WHAT TO PRODUCE » Word for word, restate every entry shown below.

SOURCE MATERIAL Block Start

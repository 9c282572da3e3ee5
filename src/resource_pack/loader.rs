//! Resource pack discovery from directories.
//!
//! Walks `assets/<namespace>/…` and records where every asset lives. No
//! file content is read here; documents are parsed lazily by the resolvers.

use super::FileTables;
use crate::error::{CompileError, Result};
use crate::types::ResourceLocation;
use std::path::{Path, PathBuf};

/// Add every asset of the pack rooted at `root` to the tables.
///
/// Packs gathered later override entries from earlier ones.
pub fn gather_pack_directory<P: AsRef<Path>>(root: P, tables: &mut FileTables) -> Result<()> {
    let root = root.as_ref();

    let assets_path = root.join("assets");
    if !assets_path.is_dir() {
        return Err(CompileError::InvalidResourcePack(format!(
            "No assets directory found in {}",
            root.display()
        )));
    }

    for namespace_entry in std::fs::read_dir(&assets_path)? {
        let namespace_entry = namespace_entry?;
        if !namespace_entry.file_type()?.is_dir() {
            continue;
        }

        let namespace = namespace_entry.file_name().to_string_lossy().to_string();
        let namespace_path = namespace_entry.path();

        let blockstates_path = namespace_path.join("blockstates");
        if blockstates_path.is_dir() {
            collect_files(&blockstates_path, &blockstates_path, ".json", &mut |id, path| {
                tables
                    .blockstates
                    .insert(ResourceLocation::new(&namespace, id), path);
            })?;
        }

        let models_path = namespace_path.join("models");
        if models_path.is_dir() {
            collect_files(&models_path, &models_path, ".json", &mut |id, path| {
                let location = ResourceLocation::new(&namespace, id);
                if location.path.starts_with("item/") {
                    tables.item_models.insert(location, path);
                } else {
                    tables.block_models.insert(location, path);
                }
            })?;
        }

        let textures_path = namespace_path.join("textures");
        if textures_path.is_dir() {
            collect_files(&textures_path, &textures_path, ".png", &mut |id, path| {
                tables.textures.insert(ResourceLocation::new(&namespace, id), path);
            })?;
        }
    }

    log::info!(
        "Gathered {}: {} textures, {} block models, {} item models, {} blockstates",
        root.display(),
        tables.textures.len(),
        tables.block_models.len(),
        tables.item_models.len(),
        tables.blockstates.len()
    );

    Ok(())
}

/// Recursively visit files ending in `suffix`, reporting their id relative
/// to `base` with the suffix stripped.
fn collect_files<F>(base: &Path, dir: &Path, suffix: &str, handler: &mut F) -> Result<()>
where
    F: FnMut(&str, PathBuf),
{
    for entry in std::fs::read_dir(dir)? {
        let entry = entry?;
        let path = entry.path();

        if path.is_dir() {
            collect_files(base, &path, suffix, handler)?;
            continue;
        }

        let Ok(relative) = path.strip_prefix(base) else {
            continue;
        };
        let relative = relative.to_string_lossy().replace('\\', "/");
        if let Some(id) = relative.strip_suffix(suffix) {
            handler(id, path.clone());
        }
    }
    Ok(())
}
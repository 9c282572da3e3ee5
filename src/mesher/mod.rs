//! Geometry compilation and mesh emission.
//!
//! [`compiler`] turns a resolved model at one orientation into a
//! [`CompiledGeometry`]; [`emitter`] expands that into a [`VertexBuffer`]
//! every time a region is meshed, applying cull flags, AO and light.

pub mod ao;
pub mod buffer;
pub mod compiler;
pub mod cube;
pub mod emitter;
pub mod geometry;
pub mod item;
pub mod lighting;

pub use buffer::VertexBuffer;
pub use compiler::compile;
pub use cube::{cube_vertex_count, emit_cube};
pub use emitter::{emit, emit_collider, emit_with_collider, EmitContext};
pub use geometry::{CompiledGeometry, GeometryBucket, GeometryBuilder};
pub use item::{GeneratedElementCache, GeneratedKey, ItemGeometry};
pub use lighting::{ExtraVertexFormat, LightSamples};
//! Ambient occlusion from a 27-cell neighbour mask.
//!
//! Bit `mask_index(dx, dy, dz)` of the mask is set when the cell at that
//! offset from the block casts occlusion. Bit 13 is the block itself.

use crate::types::CullDirection;

/// Bit of a neighbour cell in the occlusion mask. Offsets are -1..=1.
pub const fn mask_index(dx: i32, dy: i32, dz: i32) -> u32 {
    ((dy + 1) * 9 + (dz + 1) * 3 + (dx + 1)) as u32
}

/// Cells framing a face from outside the block, in the order
/// top-left, top-middle, top-right, middle-left, middle-right,
/// bottom-left, bottom-middle, bottom-right.
fn outer_cells(dir: CullDirection) -> Option<[u32; 8]> {
    match dir {
        CullDirection::Down => Some([6, 7, 8, 3, 5, 0, 1, 2]),
        CullDirection::Up => Some([20, 23, 26, 19, 25, 18, 21, 24]),
        CullDirection::South => Some([24, 25, 26, 15, 17, 6, 7, 8]),
        CullDirection::North => Some([2, 11, 20, 1, 19, 0, 9, 18]),
        CullDirection::East => Some([8, 17, 26, 5, 23, 2, 11, 20]),
        CullDirection::West => Some([18, 21, 24, 9, 15, 0, 3, 6]),
        CullDirection::None => None,
    }
}

/// Same layout for faces inside the block: the ring around the block's
/// own cell in the plane of the face.
fn inner_cells(dir: CullDirection) -> Option<[u32; 8]> {
    match dir {
        CullDirection::Up => Some([11, 14, 17, 10, 16, 9, 12, 15]),
        CullDirection::Down => Some([15, 16, 17, 12, 14, 9, 10, 11]),
        CullDirection::North => Some([5, 14, 23, 4, 22, 3, 12, 21]),
        CullDirection::South => Some([21, 22, 23, 12, 14, 3, 4, 5]),
        CullDirection::West => Some([19, 22, 25, 10, 16, 1, 4, 7]),
        CullDirection::East => Some([7, 16, 25, 4, 22, 1, 10, 19]),
        CullDirection::None => None,
    }
}

/// Corner values `[tl, tr, bl, br]` from eight framing cells.
fn corners_from_cells(cells: [u32; 8], mask: u32, intensity: f32) -> [f32; 4] {
    let occ = |slot: usize| if mask & (1 << cells[slot]) != 0 { intensity } else { 0.0 };
    let corner = |side1: usize, corner: usize, side2: usize| (1.0 - occ(side1) - occ(corner) - occ(side2)).max(0.0);

    [
        corner(3, 0, 1),
        corner(1, 2, 4),
        corner(6, 5, 3),
        corner(4, 7, 6),
    ]
}

/// Corner AO of a face on the block boundary.
pub fn face_corner_ao(dir: CullDirection, mask: u32, intensity: f32) -> [f32; 4] {
    outer_cells(dir).map_or([1.0; 4], |cells| corners_from_cells(cells, mask, intensity))
}

/// Corner AO of a never-culled face, looked up by the way it faces.
pub fn in_block_corner_ao(dir: CullDirection, mask: u32, intensity: f32) -> [f32; 4] {
    inner_cells(dir).map_or([1.0; 4], |cells| corners_from_cells(cells, mask, intensity))
}

pub fn lerp(a: f32, b: f32, t: f32) -> f32 {
    a + (b - a) * t
}

/// AO at a vertex: bilinear over the face corners, then lifted towards 1
/// by how lit the vertex is (light in 0-15).
pub fn sample_vertex_ao(dir: CullDirection, corners: [f32; 4], pos: [f32; 3], light: f32) -> f32 {
    let [x, y, z] = pos;
    let (h, v) = match dir {
        CullDirection::Down => (x, z),
        CullDirection::Up => (z, x),
        CullDirection::South => (x, y),
        CullDirection::North => (y, x),
        CullDirection::East => (y, z),
        CullDirection::West => (z, y),
        CullDirection::None => (0.0, 0.0),
    };

    let ao = lerp(lerp(corners[2], corners[0], v), lerp(corners[3], corners[1], v), h);
    lerp(ao, 1.0, light / 15.0)
}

SOURCE MATERIAL Block End

ANSWER BOX »
repository 9c282572da3e3ee5
filename src/resource_pack/loader.rs
//! Resource pack discovery from directories.
//!
//! Walks `assets/<namespace>/…` and records where every asset lives. No
//! file content is read here; documents are parsed lazily by the resolvers.

use super::FileTables;
use crate::error::{CompileError, Result};
use crate::types::ResourceLocation;
use std::path::{Path, PathBuf};

/// Add every asset of the pack rooted at `root` to the tables.
///
/// Packs gathered later override entries from earlier ones.
pub fn gather_pack_directory<P: AsRef<Path>>(root: P, tables: &mut FileTables) -> Result<()> {
    let root = root.as_ref();

    let assets_path = root.join("assets");
    if !assets_path.is_dir() {
        return Err(CompileError::InvalidResourcePack(format!(
            "No assets directory found in {}",
            root.display()
        )));
    }

    for namespace_entry in std::fs::read_dir(&assets_path)? {
        let namespace_entry = namespace_entry?;
        if !namespace_entry.file_type()?.is_dir() {
            continue;
        }

        let namespace = namespace_entry.file_name().to_string_lossy().to_string();
        let namespace_path = namespace_entry.path();

        let blockstates_path = namespace_path.join("blockstates");
        if blockstates_path.is_dir() {
            collect_files(&blockstates_path, &blockstates_path, ".json", &mut |id, path| {
                tables
                    .blockstates
                    .insert(ResourceLocation::new(&namespace, id), path);
            })?;
        }

        let models_path = namespace_path.join("models");
        if models_path.is_dir() {
            collect_files(&models_path, &models_path, ".json", &mut |id, path| {
                let location = ResourceLocation::new(&namespace, id);
                if location.path.starts_with("item/") {
                    tables.item_models.insert(location, path);
                } else {
                    tables.block_models.insert(location, path);
                }
            })?;
        }

        let textures_path = namespace_path.join("textures");
        if textures_path.is_dir() {
            collect_files(&textures_path, &textures_path, ".png", &mut |id, path| {
                tables.textures.insert(ResourceLocation::new(&namespace, id), path);
            })?;
        }
    }

    log::info!(
        "Gathered {}: {} textures, {} block models, {} item models, {} blockstates",
        root.display(),
        tables.textures.len(),
        tables.block_models.len(),
        tables.item_models.len(),
        tables.blockstates.len()
    );

    Ok(())
}

/// Recursively visit files ending in `suffix`, reporting their id relative
/// to `base` with the suffix stripped.
fn collect_files<F>(base: &Path, dir: &Path, suffix: &str, handler: &mut F) -> Result<()>
where
    F: FnMut(&str, PathBuf),
{
    for entry in std::fs::read_dir(dir)? {
        let entry = entry?;
        let path = entry.path();

        if path.is_dir() {
            collect_files(base, &path, suffix, handler)?;
            continue;
        }

        let Ok(relative) = path.strip_prefix(base) else {
            continue;
        };
        let relative = relative.to_string_lossy().replace('\\', "/");
        if let Some(id) = relative.strip_suffix(suffix) {
            handler(id, path.clone());
        }
    }
    Ok(())
}
repository 9c282572da3e3ee5
filename src/mesher/mod.rs
//! Geometry compilation and mesh emission.
//!
//! [`compiler`] turns a resolved model at one orientation into a
//! [`CompiledGeometry`]; [`emitter`] expands that into a [`VertexBuffer`]
//! every time a region is meshed, applying cull flags, AO and light.

pub mod ao;
pub mod buffer;
pub mod compiler;
pub mod cube;
pub mod emitter;
pub mod geometry;
pub mod item;
pub mod lighting;

pub use buffer::VertexBuffer;
pub use compiler::compile;
pub use cube::{cube_vertex_count, emit_cube};
pub use emitter::{emit, emit_collider, emit_with_collider, EmitContext};
pub use geometry::{CompiledGeometry, GeometryBucket, GeometryBuilder};
pub use item::{GeneratedElementCache, GeneratedKey, ItemGeometry};
pub use lighting::{ExtraVertexFormat, LightSamples};
//! Ambient occlusion from a 27-cell neighbour mask.
//!
//! Bit `mask_index(dx, dy, dz)` of the mask is set when the cell at that
//! offset from the block casts occlusion. Bit 13 is the block itself.

use crate::types::CullDirection;

/// Bit of a neighbour cell in the occlusion mask. Offsets are -1..=1.
pub const fn mask_index(dx: i32, dy: i32, dz: i32) -> u32 {
    ((dy + 1) * 9 + (dz + 1) * 3 + (dx + 1)) as u32
}

/// Cells framing a face from outside the block, in the order
/// top-left, top-middle, top-right, middle-left, middle-right,
/// bottom-left, bottom-middle, bottom-right.
fn outer_cells(dir: CullDirection) -> Option<[u32; 8]> {
    match dir {
        CullDirection::Down => Some([6, 7, 8, 3, 5, 0, 1, 2]),
        CullDirection::Up => Some([20, 23, 26, 19, 25, 18, 21, 24]),
        CullDirection::South => Some([24, 25, 26, 15, 17, 6, 7, 8]),
        CullDirection::North => Some([2, 11, 20, 1, 19, 0, 9, 18]),
        CullDirection::East => Some([8, 17, 26, 5, 23, 2, 11, 20]),
        CullDirection::West => Some([18, 21, 24, 9, 15, 0, 3, 6]),
        CullDirection::None => None,
    }
}

/// Same layout for faces inside the block: the ring around the block's
/// own cell in the plane of the face.
fn inner_cells(dir: CullDirection) -> Option<[u32; 8]> {
    match dir {
        CullDirection::Up => Some([11, 14, 17, 10, 16, 9, 12, 15]),
        CullDirection::Down => Some([15, 16, 17, 12, 14, 9, 10, 11]),
        CullDirection::North => Some([5, 14, 23, 4, 22, 3, 12, 21]),
        CullDirection::South => Some([21, 22, 23, 12, 14, 3, 4, 5]),
        CullDirection::West => Some([19, 22, 25, 10, 16, 1, 4, 7]),
        CullDirection::East => Some([7, 16, 25, 4, 22, 1, 10, 19]),
        CullDirection::None => None,
    }
}

/// Corner values `[tl, tr, bl, br]` from eight framing cells.
fn corners_from_cells(cells: [u32; 8], mask: u32, intensity: f32) -> [f32; 4] {
    let occ = |slot: usize| if mask & (1 << cells[slot]) != 0 { intensity } else { 0.0 };
    let corner = |side1: usize, corner: usize, side2: usize| (1.0 - occ(side1) - occ(corner) - occ(side2)).max(0.0);

    [
        corner(3, 0, 1),
        corner(1, 2, 4),
        corner(6, 5, 3),
        corner(4, 7, 6),
    ]
}

/// Corner AO of a face on the block boundary.
pub fn face_corner_ao(dir: CullDirection, mask: u32, intensity: f32) -> [f32; 4] {
    outer_cells(dir).map_or([1.0; 4], |cells| corners_from_cells(cells, mask, intensity))
}

/// Corner AO of a never-culled face, looked up by the way it faces.
pub fn in_block_corner_ao(dir: CullDirection, mask: u32, intensity: f32) -> [f32; 4] {
    inner_cells(dir).map_or([1.0; 4], |cells| corners_from_cells(cells, mask, intensity))
}

pub fn lerp(a: f32, b: f32, t: f32) -> f32 {
    a + (b - a) * t
}

/// AO at a vertex: bilinear over the face corners, then lifted towards 1
/// by how lit the vertex is (light in 0-15).
pub fn sample_vertex_ao(dir: CullDirection, corners: [f32; 4], pos: [f32; 3], light: f32) -> f32 {
    let [x, y, z] = pos;
    let (h, v) = match dir {
        CullDirection::Down => (x, z),
        CullDirection::Up => (z, x),
        CullDirection::South => (x, y),
        CullDirection::North => (y, x),
        CullDirection::East => (y, z),
        CullDirection::West => (z, y),
        CullDirection::None => (0.0, 0.0),
    };

    let ao = lerp(lerp(corners[2], corners[0], v), lerp(corners[3], corners[1], v), h);
    lerp(ao, 1.0, light / 15.0)
}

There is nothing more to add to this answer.